I'm working on soil samples which are all from the same field. I want to investigate if fields with different management practice contain different amounts of bacterial groups. I'm using Primers targeting All Bacteria and 6 different bacterial groups. I want to compare the Ct's of the bacterial groups with the Ct of All Bacteria to determine the percentage of the bacterial groups (100/2^DeltaCt). Because the DNA I'm using is from the same soil I'm wondering if I have to make a standard curve?
If yes, should I make a standard curve for every primer-set with PCR-amplified DNA segments (which were generated with the same primers)? And if I have a standard curve what will it tell me for my analysis, because I'm not interested in copy numbers but in relative amounts.
Looking forward to your answers rolleyes.gif

Fraggle

-Fraggle-

Hello,

I think it is a good idea to do a standard curve as a start and see if you can use the deltaCt approach. If the efficency of the primers are different and the slopes of your curves are different than delta Ct will not be reliable. (If the 2 curves are not parallel to one another, you can get a higher or lower dCt depending on at which point you compare the two.

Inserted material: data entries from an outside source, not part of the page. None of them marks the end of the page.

//! Image segment subheaders
//!

use nitf_field::{DateTime, FieldReader, FileType, SecurityMetadata};
use nitf_tre::{TreCollection, TreReader};
use std::io::Read;
use tracing::{instrument, trace};

#[cfg(feature = "serde")]
use serde::Serialize;

use crate::{
    error::Result,
    segment::{read_extension, read_level, Location, Segment, SegmentKind},
};

/// Compression codes that carry no `COMRAT` field
const UNCOMPRESSED: [&str; 2] = ["NC", "NM"];

/// Per-band fields of an image subheader
#[derive(Debug, Clone, Default, PartialEq, Eq)]
#[cfg_attr(feature = "serde", derive(Serialize))]
pub struct ImageBand {
    pub representation: String,
    pub subcategory: String,
    pub filter_condition: String,
    pub filter_code: String,
    /// One entry per look-up table, each `NELUT` bytes long
    pub luts: Vec<Vec<u8>>,
}

impl ImageBand {
    fn read<R: Read>(reader: &mut FieldReader<R>) -> Result<Self> {
        let mut band = ImageBand {
            representation: reader.read_trimmed_text(2)?,
            subcategory: reader.read_trimmed_text(6)?,
            filter_condition: reader.read_trimmed_text(1)?,
            filter_code: reader.read_trimmed_text(3)?,
            luts: Vec::new(),
        };

        let lut_count = reader.read_fixed_int(1)?;
        if lut_count > 0 {
            let entries = reader.read_fixed_int(5)? as usize;
            for _ in 0..lut_count {
                band.luts.push(reader.read_bytes(entries)?);
            }
        }

        Ok(band)
    }
}

#[derive(Debug, Clone, PartialEq, Eq)]
#[cfg_attr(feature = "serde", derive(Serialize))]
pub struct ImageSegment {
    pub id: String,
    pub date: DateTime,
    pub target_id: String,
    pub title: String,
    pub security: SecurityMetadata,
    pub encryption: u32,
    pub source: String,
    pub rows: u32,
    pub columns: u32,
    pub pixel_value_type: String,
    pub representation: String,
    pub category: String,
    pub actual_bits_per_pixel: u32,
    pub justification: String,
    pub coordinate_system: String,
    /// Corner coordinates, absent when the coordinate system says there are none
    pub geolocation: Option<String>,
    pub comments: Vec<String>,
    pub compression: String,
    pub compression_rate: Option<String>,
    pub bands: Vec<ImageBand>,
    pub sync_code: u32,
    pub mode: String,
    pub blocks_per_row: u32,
    pub blocks_per_column: u32,
    pub pixels_per_block_horizontal: u32,
    pub pixels_per_block_vertical: u32,
    pub bits_per_pixel: u32,
    pub display_level: u32,
    pub attachment_level: u32,
    pub location: Location,
    pub magnification: String,
    pub user_defined_overflow: Option<u32>,
    pub extended_overflow: Option<u32>,
    pub tres: TreCollection,
    #[cfg_attr(feature = "serde", serde(skip))]
    pub data: Option<Vec<u8>>,
}

impl ImageSegment {
    /// Number of pixels in the image
    pub fn pixel_count(&self) -> u64 {
        self.rows as u64 * self.columns as u64
    }

    /// Whether the image data is stored without compression
    pub fn is_uncompressed(&self) -> bool {
        UNCOMPRESSED.contains(&self.compression.as_str())
    }
}

impl Segment for ImageSegment {
    const KIND: SegmentKind = SegmentKind::Image;

    #[instrument(skip_all, fields(offset = reader.offset()))]
    fn read<R: Read>(
        reader: &mut FieldReader<R>,
        file_type: FileType,
        tres: &mut TreReader<'_>,
    ) -> Result<Self> {
        reader.verify_literal(Self::KIND.marker())?;
        let legacy = file_type.is_legacy();

        let id = reader.read_trimmed_text(10)?;
        let date = reader.read_date_strict(14, file_type.date_pattern())?;
        let target_id = reader.read_trimmed_text(17)?;
        let title = reader.read_trimmed_text(80)?;
        let security = SecurityMetadata::read(reader, file_type)?;
        let encryption = reader.read_fixed_int(1)?;
        let source = reader.read_trimmed_text(42)?;
        let rows = reader.read_fixed_int(8)?;
        let columns = reader.read_fixed_int(8)?;
        let pixel_value_type = reader.read_trimmed_text(3)?;
        let representation = reader.read_trimmed_text(8)?;
        let category = reader.read_trimmed_text(8)?;
        let actual_bits_per_pixel = reader.read_fixed_int(2)?;
        let justification = reader.read_trimmed_text(1)?;

        let coordinate_system = reader.read_trimmed_text(1)?;
        // 2.0 spells "no coordinates" as N, 2.1 leaves the field blank
        let has_geolocation = if legacy {
            coordinate_system != "N"
        } else {
            !coordinate_system.is_empty()
        };
        let geolocation = if has_geolocation {
            Some(reader.read_fixed_text(60)?)
        } else {
            None
        };

        let comment_count = reader.read_fixed_int(1)?;
        let comments = (0..comment_count)
            .map(|_| reader.read_trimmed_text(80))
            .collect::<nitf_field::error::Result<Vec<_>>>()?;

        let compression = reader.read_trimmed_text(2)?;
        let compression_rate = if UNCOMPRESSED.contains(&compression.as_str()) {
            None
        } else {
            Some(reader.read_trimmed_text(4)?)
        };

        let mut band_count = reader.read_fixed_int(1)?;
        if band_count == 0 && !legacy {
            band_count = reader.read_fixed_int(5)?;
        }
        let bands = (0..band_count)
            .map(|_| ImageBand::read(reader))
            .collect::<Result<Vec<_>>>()?;
        trace!(bands = bands.len(), %compression, "read image bands");

        let sync_code = reader.read_fixed_int(1)?;
        let mode = reader.read_trimmed_text(1)?;
        let blocks_per_row = reader.read_fixed_int(4)?;
        let blocks_per_column = reader.read_fixed_int(4)?;
        let pixels_per_block_horizontal = reader.read_fixed_int(4)?;
        let pixels_per_block_vertical = reader.read_fixed_int(4)?;
        let bits_per_pixel = reader.read_fixed_int(2)?;
        let display_level = read_level(reader)?;
        let attachment_level = read_level(reader)?;
        let location = Location::read(reader)?;
        let magnification = reader.read_trimmed_text(4)?;

        let user_defined = read_extension(reader, tres, "UDID")?;
        let extended = read_extension(reader, tres, "IXSHD")?;

        let mut collection = user_defined.tres;
        collection.add_all(extended.tres);

        Ok(ImageSegment {
            id,
            date,
            target_id,
            title,
            security,
            encryption,
            source,
            rows,
            columns,
            pixel_value_type,
            representation,
            category,
            actual_bits_per_pixel,
            justification,
            coordinate_system,
            geolocation,
            comments,
            compression,
            compression_rate,
            bands,
            sync_code,
            mode,
            blocks_per_row,
            blocks_per_column,
            pixels_per_block_horizontal,
            pixels_per_block_vertical,
            bits_per_pixel,
            display_level,
            attachment_level,
            location,
            magnification,
            user_defined_overflow: user_defined.overflow,
            extended_overflow: extended.overflow,
            tres: collection,
            data: None,
        })
    }

    fn id(&self) -> &str {
        &self.id
    }

    fn display_level(&self) -> u32 {
        self.display_level
    }

    fn attachment_level(&self) -> u32 {
        self.attachment_level
    }

    fn tres(&self) -> &TreCollection {
        &self.tres
    }

    fn tres_mut(&mut self) -> &mut TreCollection {
        &mut self.tres
    }

    fn data(&self) -> Option<&[u8]> {
        self.data.as_deref()
    }

    fn set_data(&mut self, data: Vec<u8>) {
        self.data = Some(data);
    }
}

If they are parallel (in lots of cases when the primer-probe set is good and works well on your samples), then the difference is always the same no matter at which point you look at it.
Therefore I warmly recommend you to check whether you can use dCt or not by using standard curve. Standard curve does not have to be accurate in terms of copy numbers, you can use a series of dilutions without knowing the exact copy number and get only relative amounts in the end and compare these with one another.

-Krisztina-